1.) Interchange two equations
2.) Multiply an equation by a nonzero constant
3.) Add a multiple of an equation to another equation
What confuses me about this is how many times can I do each of the above in a given system of equations? For example, can I do multiple interchanges?
So here is the problem:
$ \left\{ \begin{aligned} x+y+z&=6 \\ 2x-y+z&=3 \\ 3x-z&=0 \end{aligned} \right. $
Here is what I did (which I didn't complete because I had no idea if I was doing the right thing):
Add (-2) times the first equation to the second equation to produce a new second equation
$ \left\{ \begin{aligned} x+y+z&=6 \\ -3y-z&=9 \\ 3x-z&=0 \end{aligned} \right. $
And next add (-3) times first equation to third equation to produce a new third equation:
$ \left\{ \begin{aligned} x+y+z&=6 \\ -3y-z&=9 \\ -3y-4z&=-18 \end{aligned} \right. $
And next add (-1) times second to third equation to produce a new third equation:
$ \left\{ \begin{aligned} x+y+z&=6 \\ -3y-z&=9 \\ -3z&=-27 \end{aligned} \right. $
Any help as to my journey in Linear Algebra and how to solve this is greatly appreciated.
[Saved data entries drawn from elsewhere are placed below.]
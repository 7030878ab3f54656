//! The worker's lifecycle: `init` connects the registry and blob store and
//! registers this node's session, only then flipping health to `Healthy`
//! (mirrors `index-coord`'s `Coordinator::init`, the same init-ordering
//! pattern applied to the worker tier).

use crate::metrics::Metrics;
use crate::worker::{BuildSlot, IndexBuildAction, PlaceholderIndexBuildAction};
use index_core::blobstore::s3::S3BlobStore;
use index_core::blobstore::BlobStore;
use index_core::config::NodeConfig;
use index_core::registry::etcd::EtcdRegistry;
use index_core::registry::Registry;
use std::sync::atomic::{AtomicU8, Ordering};
use std::sync::Arc;
use tracing::info;

#[derive(Debug, Clone, Copy, PartialEq, Eq)]
pub enum HealthState {
    Initializing,
    Healthy,
    Abnormal,
}

#[derive(Debug, thiserror::Error)]
pub enum InitError {
    #[error("registry unreachable: {0}")]
    Registry(#[from] index_core::registry::RegistryError),
    #[error("blob store unreachable: {0}")]
    BlobStore(#[from] index_core::blobstore::BlobStoreError),
}

const NODE_DISCOVERY_PREFIX: &str = "IndexNode";

pub struct WorkerNode {
    pub node_id: u64,
    pub address: String,
    pub registry: Arc<dyn Registry>,
    pub meta_root_path: String,
    pub action: Arc<dyn IndexBuildAction>,
    pub build_slot: Arc<BuildSlot>,
    pub metrics: Arc<Metrics>,
    health: AtomicU8,
}

impl WorkerNode {
    pub async fn init(config: NodeConfig, metrics: Arc<Metrics>) -> Result<Arc<Self>, InitError> {
        let registry: Arc<dyn Registry> = Arc::new(
            EtcdRegistry::connect(
                &config.infra.etcd_endpoints,
                config.infra.registry_init_retries,
                std::time::Duration::from_secs(1),
                std::time::Duration::from_secs(10),
            )
            .await?,
        );

        let blob_store: Arc<dyn BlobStore> = Arc::new(
            S3BlobStore::connect(
                &config.infra.minio_address,
                &config.infra.minio_access_key_id,
                &config.infra.minio_secret_access_key,
                config.infra.minio_use_ssl,
                config.infra.minio_bucket_name.clone(),
            )
            .await?,
        );

        registry
            .register_session(NODE_DISCOVERY_PREFIX, config.node_id, &config.address)
            .await?;

        let node = Arc::new(Self {
            node_id: config.node_id,
            address: config.address.clone(),
            registry,
            meta_root_path: config.infra.meta_root_path.clone(),
            action: Arc::new(PlaceholderIndexBuildAction::new(blob_store)),
            build_slot: Arc::new(BuildSlot::new()),
            metrics,
            health: AtomicU8::new(HealthState::Initializing as u8),
        });

        node.health.store(HealthState::Healthy as u8, Ordering::SeqCst);
        info!(node_id = config.node_id, address = %config.address, "worker node initialized");
        Ok(node)
    }

    pub fn health_state(&self) -> HealthState {
        match self.health.load(Ordering::SeqCst) {
            0 => HealthState::Initializing,
            1 => HealthState::Healthy,
            _ => HealthState::Abnormal,
        }
    }
}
For the most part, conceptually, you have the right idea, and your choices along the way are spot on. However, you did make an arithmetic error on the very first step, when adding $-2$ times the first row to the second row:
Specifically, $-2\cdot 6 + 3 = -9$. Correct for that error, and you can end where you ended, using the value you have for $z$ to solve for $y$, and using those values, solve for $x$, or you can perform additional row operations to obtain reduced echelon form.